Er musste nach Rottenburg ins Gefängnis. Dort verbrachte der 74-Jährige den Winter 1943/44, trotz einer Lähmung und eines Herzleidens, in einer ungeheizten Zelle. Im April 1944 wurde er,  dank einer Eingabe des Erzbischofs, aus der Haft entlassen. Todkrank und fast erblindet starb er nur fünf Tage nach seiner Entlassung an den Folgen der Haft.

Ehrungen

1930 erhält August Ruf die Ehrenbürgerrechte der Stadt Singen. Dort wurde nach dem zweiten Weltkrieg die ehemalige Adolf- Hitler- Straße in "August-Ruf-Straße" umbenannt.
 
Diese Gedenktafel befindet sich in der Kapelle auf dem Lindenberg bei St. Peter im Schwarzwald. Sie wurde von der katholischen Kirche zu Ehren der Märtyrerpriester angebracht.

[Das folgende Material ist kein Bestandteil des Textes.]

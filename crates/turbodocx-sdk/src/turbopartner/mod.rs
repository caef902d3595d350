/*
[INPUT]:  Partner credentials and typed partner requests
[OUTPUT]: Typed TurboPartner responses
[POS]:    Facade layer - multi-tenant partner administration endpoints
[UPDATE]: When adding partner endpoint groups
*/

mod audit_logs;
mod org_api_keys;
mod org_users;
mod organizations;
mod partner_api_keys;
mod partner_users;

use serde::Serialize;
use serde_json::Value;

use crate::http::{ClientConfig, PartnerCredentials, Result, TurboDocxClient, TurboDocxError};

/// Client for the TurboPartner administration API.
///
/// Every path is scoped to the partner id from the credentials.
#[derive(Debug, Clone)]
pub struct TurboPartner {
    client: TurboDocxClient,
    partner_id: String,
}

impl TurboPartner {
    pub fn new(credentials: PartnerCredentials) -> Result<Self> {
        Self::with_config(credentials, ClientConfig::default())
    }

    pub fn with_config(credentials: PartnerCredentials, config: ClientConfig) -> Result<Self> {
        let partner_id = credentials.partner_id().to_string();
        Ok(Self {
            client: TurboDocxClient::with_config(credentials, config)?,
            partner_id,
        })
    }

    /// Build from `TURBODOCX_PARTNER_*` environment variables
    pub fn from_env() -> Result<Self> {
        Self::with_config(PartnerCredentials::from_env()?, ClientConfig::from_env())
    }

    pub fn partner_id(&self) -> &str {
        &self.partner_id
    }

    pub fn client(&self) -> &TurboDocxClient {
        &self.client
    }

    fn path(&self, suffix: &str) -> String {
        format!("/partner/{}{}", self.partner_id, suffix)
    }
}

fn to_body<T: Serialize>(request: &T) -> Result<Value> {
    serde_json::to_value(request)
        .map_err(|e| TurboDocxError::validation(format!("Failed to serialize request: {e}")))
}


#[cfg(test)]
mod tests {
    use super::test_support::PARTNER_ID;
    use super::*;

    #[test]
    fn test_paths_are_partner_scoped() {
        let credentials = PartnerCredentials::new("TDXP-abc", PARTNER_ID).unwrap();
        let partner = TurboPartner::new(credentials).unwrap();
        assert_eq!(partner.partner_id(), PARTNER_ID);
        assert_eq!(
            partner.path("/organizations"),
            format!("/partner/{PARTNER_ID}/organizations")
        );
        assert!(partner.client().sender_config().is_none());
    }
}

In Israel wird nach einer Spendenaktion unter dem Motto "Tausend Bäume für einen August-Ruf-Wald" ein Gedenkstein im neu aufgeforsteten Wald angebracht.
 
Im November 1994 bekommt die Grund- und Werkrealschule den Namen "August-Ruf-Schule". Im Oktober 2003 wird nach Eingliederung der Realschule das August-Ruf-Bildungszentrum daraus.

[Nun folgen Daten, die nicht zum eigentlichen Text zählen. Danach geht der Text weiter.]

/*
[INPUT]:  API keys, tokens, partner ids, sender identity (explicit or from env)
[OUTPUT]: Validated, immutable credential variants for the transport
[POS]:    HTTP layer - credential validation and environment fallback
[UPDATE]: When credential rules or environment variable names change
*/

use uuid::Uuid;

use crate::http::{Result, TurboDocxError};

pub const ENV_API_KEY: &str = "TURBODOCX_API_KEY";
pub const ENV_ACCESS_TOKEN: &str = "TURBODOCX_ACCESS_TOKEN";
pub const ENV_BASE_URL: &str = "TURBODOCX_BASE_URL";
pub const ENV_ORG_ID: &str = "TURBODOCX_ORG_ID";
pub const ENV_SENDER_EMAIL: &str = "TURBODOCX_SENDER_EMAIL";
pub const ENV_SENDER_NAME: &str = "TURBODOCX_SENDER_NAME";
pub const ENV_PARTNER_API_KEY: &str = "TURBODOCX_PARTNER_API_KEY";
pub const ENV_PARTNER_ID: &str = "TURBODOCX_PARTNER_ID";

pub const PARTNER_KEY_PREFIX: &str = "TDXP-";

/// Credentials for one configured client. Exactly one variant is active.
#[derive(Debug, Clone, PartialEq, Eq)]
pub enum Credentials {
    Signature(SignatureCredentials),
    Partner(PartnerCredentials),
}

impl From<SignatureCredentials> for Credentials {
    fn from(credentials: SignatureCredentials) -> Self {
        Credentials::Signature(credentials)
    }
}

impl From<PartnerCredentials> for Credentials {
    fn from(credentials: PartnerCredentials) -> Self {
        Credentials::Partner(credentials)
    }
}

/// Reply-to identity used on signature requests
#[derive(Debug, Clone, PartialEq, Eq)]
pub struct SenderConfig {
    pub sender_email: String,
    pub sender_name: Option<String>,
}

/// Credentials for the TurboSign API
#[derive(Debug, Clone, PartialEq, Eq)]
pub struct SignatureCredentials {
    api_key: Option<String>,
    access_token: Option<String>,
    org_id: Option<String>,
    sender: SenderConfig,
}

impl SignatureCredentials {
    pub fn builder() -> SignatureCredentialsBuilder {
        SignatureCredentialsBuilder::default()
    }

    /// Load from `TURBODOCX_*` environment variables
    pub fn from_env() -> Result<Self> {
        Self::from_lookup(|name| std::env::var(name).ok())
    }

    pub(crate) fn from_lookup(lookup: impl Fn(&str) -> Option<String>) -> Result<Self> {
        let mut builder = Self::builder();
        builder.api_key = lookup(ENV_API_KEY);
        builder.access_token = lookup(ENV_ACCESS_TOKEN);
        builder.org_id = lookup(ENV_ORG_ID);
        builder.sender_email = lookup(ENV_SENDER_EMAIL);
        builder.sender_name = lookup(ENV_SENDER_NAME);
        builder.build()
    }

    pub fn api_key(&self) -> Option<&str> {
        self.api_key.as_deref()
    }

    pub fn access_token(&self) -> Option<&str> {
        self.access_token.as_deref()
    }

    pub fn org_id(&self) -> Option<&str> {
        self.org_id.as_deref()
    }

    pub fn sender(&self) -> &SenderConfig {
        &self.sender
    }

    /// Token sent as bearer; the access token wins over the API key
    pub fn bearer_token(&self) -> &str {
        self.access_token
            .as_deref()
            .or(self.api_key.as_deref())
            .unwrap_or_default()
    }
}

#[derive(Debug, Clone, Default)]
pub struct SignatureCredentialsBuilder {
    api_key: Option<String>,
    access_token: Option<String>,
    org_id: Option<String>,
    sender_email: Option<String>,
    sender_name: Option<String>,
}

impl SignatureCredentialsBuilder {
    pub fn api_key(mut self, api_key: impl Into<String>) -> Self {
        self.api_key = Some(api_key.into());
        self
    }

    pub fn access_token(mut self, access_token: impl Into<String>) -> Self {
        self.access_token = Some(access_token.into());
        self
    }

    pub fn org_id(mut self, org_id: impl Into<String>) -> Self {
        self.org_id = Some(org_id.into());
        self
    }

    pub fn sender_email(mut self, sender_email: impl Into<String>) -> Self {
        self.sender_email = Some(sender_email.into());
        self
    }

    pub fn sender_name(mut self, sender_name: impl Into<String>) -> Self {
        self.sender_name = Some(sender_name.into());
        self
    }

    pub fn build(self) -> Result<SignatureCredentials> {
        let api_key = non_empty(self.api_key);
        let access_token = non_empty(self.access_token);
        if api_key.is_none() && access_token.is_none() {
            return Err(TurboDocxError::authentication(
                "API key or access token is required",
            ));
        }

        let sender_email = non_empty(self.sender_email).ok_or_else(|| {
            TurboDocxError::validation(
                "senderEmail is required. This email will be used as the reply-to address \
                 for signature requests. Without it, emails will default to \
                 \"API Service User via TurboSign\".",
            )
        })?;

        Ok(SignatureCredentials {
            api_key,
            access_token,
            org_id: non_empty(self.org_id),
            sender: SenderConfig {
                sender_email,
                sender_name: non_empty(self.sender_name),
            },
        })
    }
}

/// Credentials for the TurboPartner API
#[derive(Debug, Clone, PartialEq, Eq)]
pub struct PartnerCredentials {
    partner_api_key: String,
    partner_id: String,
}

impl PartnerCredentials {
    pub fn new(partner_api_key: impl Into<String>, partner_id: impl Into<String>) -> Result<Self> {
        let partner_api_key = partner_api_key.into();
        let partner_id = partner_id.into();

        if partner_api_key.is_empty() {
            return Err(TurboDocxError::authentication("Partner API key is required"));
        }
        if !partner_api_key.starts_with(PARTNER_KEY_PREFIX) {
            return Err(TurboDocxError::authentication(format!(
                "Partner API key must start with {PARTNER_KEY_PREFIX} prefix"
            )));
        }
        if partner_id.is_empty() {
            return Err(TurboDocxError::validation("Partner ID is required"));
        }
        if !is_hyphenated_uuid(&partner_id) {
            return Err(TurboDocxError::validation("Partner ID must be a valid UUID"));
        }

        Ok(Self {
            partner_api_key,
            partner_id,
        })
    }

    /// Load from `TURBODOCX_PARTNER_*` environment variables
    pub fn from_env() -> Result<Self> {
        Self::from_lookup(|name| std::env::var(name).ok())
    }

    pub(crate) fn from_lookup(lookup: impl Fn(&str) -> Option<String>) -> Result<Self> {
        Self::new(
            lookup(ENV_PARTNER_API_KEY).unwrap_or_default(),
            lookup(ENV_PARTNER_ID).unwrap_or_default(),
        )
    }

    pub fn partner_api_key(&self) -> &str {
        &self.partner_api_key
    }

    pub fn partner_id(&self) -> &str {
        &self.partner_id
    }
}

fn non_empty(value: Option<String>) -> Option<String> {
    value.filter(|v| !v.is_empty())
}

/// 8-4-4-4-12 hex form only; the simple, braced and URN forms are rejected.
pub(crate) fn is_hyphenated_uuid(value: &str) -> bool {
    value.len() == 36 && Uuid::try_parse(value).is_ok()
}

#[cfg(test)]
mod tests {
    use super::*;
    use std::collections::HashMap;

    const PARTNER_ID: &str = "11111111-1111-1111-1111-111111111111";

    fn lookup_from(pairs: &[(&str, &str)]) -> impl Fn(&str) -> Option<String> {
        let map: HashMap<String, String> = pairs
            .iter()
            .map(|(k, v)| (k.to_string(), v.to_string()))
            .collect();
        move |name| map.get(name).cloned()
    }

    #[test]
    fn test_signature_credentials_with_api_key() {
        let credentials = SignatureCredentials::builder()
            .api_key("test-api-key")
            .org_id("test-org-id")
            .sender_email("test@example.com")
            .sender_name("Test Company")
            .build()
            .unwrap();

        assert_eq!(credentials.api_key(), Some("test-api-key"));
        assert_eq!(credentials.org_id(), Some("test-org-id"));
        assert_eq!(credentials.sender().sender_email, "test@example.com");
        assert_eq!(credentials.sender().sender_name.as_deref(), Some("Test Company"));
        assert_eq!(credentials.bearer_token(), "test-api-key");
    }

    #[test]
    fn test_access_token_wins_over_api_key() {
        let credentials = SignatureCredentials::builder()
            .api_key("key")
            .access_token("token")
            .sender_email("a@example.com")
            .build()
            .unwrap();
        assert_eq!(credentials.bearer_token(), "token");
    }

    #[test]
    fn test_missing_key_and_token_is_auth_error() {
        let err = SignatureCredentials::builder()
            .org_id("org")
            .sender_email("a@example.com")
            .build()
            .unwrap_err();
        assert!(err.is_auth_error());
        assert_eq!(err.message(), "API key or access token is required");
    }

    #[test]
    fn test_empty_key_counts_as_missing() {
        let err = SignatureCredentials::builder()
            .api_key("")
            .access_token("")
            .sender_email("a@example.com")
            .build()
            .unwrap_err();
        assert!(err.is_auth_error());
    }

    #[test]
    fn test_missing_sender_email_is_validation_error() {
        let err = SignatureCredentials::builder()
            .api_key("key")
            .build()
            .unwrap_err();
        assert!(matches!(err, TurboDocxError::Validation { .. }));
        assert!(err.message().starts_with("senderEmail is required"));
    }

    #[test]
    fn test_partner_credentials_valid() {
        let credentials = PartnerCredentials::new("TDXP-abc", PARTNER_ID).unwrap();
        assert_eq!(credentials.partner_api_key(), "TDXP-abc");
        assert_eq!(credentials.partner_id(), PARTNER_ID);
    }

    #[test]
    fn test_partner_uuid_is_case_insensitive() {
        assert!(
            PartnerCredentials::new("TDXP-abc", "ABCDEF01-2345-6789-ABCD-EF0123456789").is_ok()
        );
    }

    #[test]
    fn test_partner_bad_prefix_names_prefix() {
        let err = PartnerCredentials::new("bad-prefix-key", PARTNER_ID).unwrap_err();
        assert!(err.is_auth_error());
        assert!(err.message().contains("TDXP-"));
    }

    #[test]
    fn test_partner_empty_key() {
        let err = PartnerCredentials::new("", PARTNER_ID).unwrap_err();
        assert!(err.is_auth_error());
        assert_eq!(err.message(), "Partner API key is required");
    }

    #[test]
    fn test_partner_invalid_uuid() {
        let err = PartnerCredentials::new("TDXP-abc", "not-a-uuid").unwrap_err();
        assert!(matches!(err, TurboDocxError::Validation { .. }));
        assert!(err.message().contains("valid UUID"));
    }

    #[test]
    fn test_partner_simple_uuid_form_rejected() {
        let err =
            PartnerCredentials::new("TDXP-abc", "11111111111111111111111111111111").unwrap_err();
        assert!(err.message().contains("valid UUID"));
    }

    #[test]
    fn test_partner_empty_id() {
        let err = PartnerCredentials::new("TDXP-abc", "").unwrap_err();
        assert_eq!(err.message(), "Partner ID is required");
    }

    #[test]
    fn test_signature_from_lookup() {
        let credentials = SignatureCredentials::from_lookup(lookup_from(&[
            (ENV_API_KEY, "env-api-key"),
            (ENV_ORG_ID, "env-org-id"),
            (ENV_SENDER_EMAIL, "env@example.com"),
            (ENV_SENDER_NAME, "Env Company"),
        ]))
        .unwrap();

        assert_eq!(credentials.api_key(), Some("env-api-key"));
        assert_eq!(credentials.access_token(), None);
        assert_eq!(credentials.org_id(), Some("env-org-id"));
        assert_eq!(credentials.sender().sender_name.as_deref(), Some("Env Company"));
    }

    #[test]
    fn test_signature_from_empty_lookup_fails_eagerly() {
        let err = SignatureCredentials::from_lookup(|_| None).unwrap_err();
        assert!(err.is_auth_error());
    }

    #[test]
    fn test_partner_from_lookup() {
        let credentials = PartnerCredentials::from_lookup(lookup_from(&[
            (ENV_PARTNER_API_KEY, "TDXP-env"),
            (ENV_PARTNER_ID, PARTNER_ID),
        ]))
        .unwrap();
        assert_eq!(credentials.partner_api_key(), "TDXP-env");

        let err = PartnerCredentials::from_lookup(|_| None).unwrap_err();
        assert_eq!(err.message(), "Partner API key is required");
    }
}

Zum 50. Todestag August Rufs wurde am katholischen Gemeindezentrum in Ettenheim eine Gedenktafel angebracht. Auf dieser wird ihm mit den Worten "Märtyrer für Menschlichkeit in der Zeit des Nationalsozialismus" die Ehre erwiesen.
 
2005 wurde August Ruf der Titel "Gerechter unter den Völkern" vom Staate Israel, verliehen. Dies ist die höchste Ehrung, die der Staat Israel an Nichtjuden verleiht. Die Geehrten werden in der Holocaust Gedenkstätte "YAD VASCHEM" verewigt.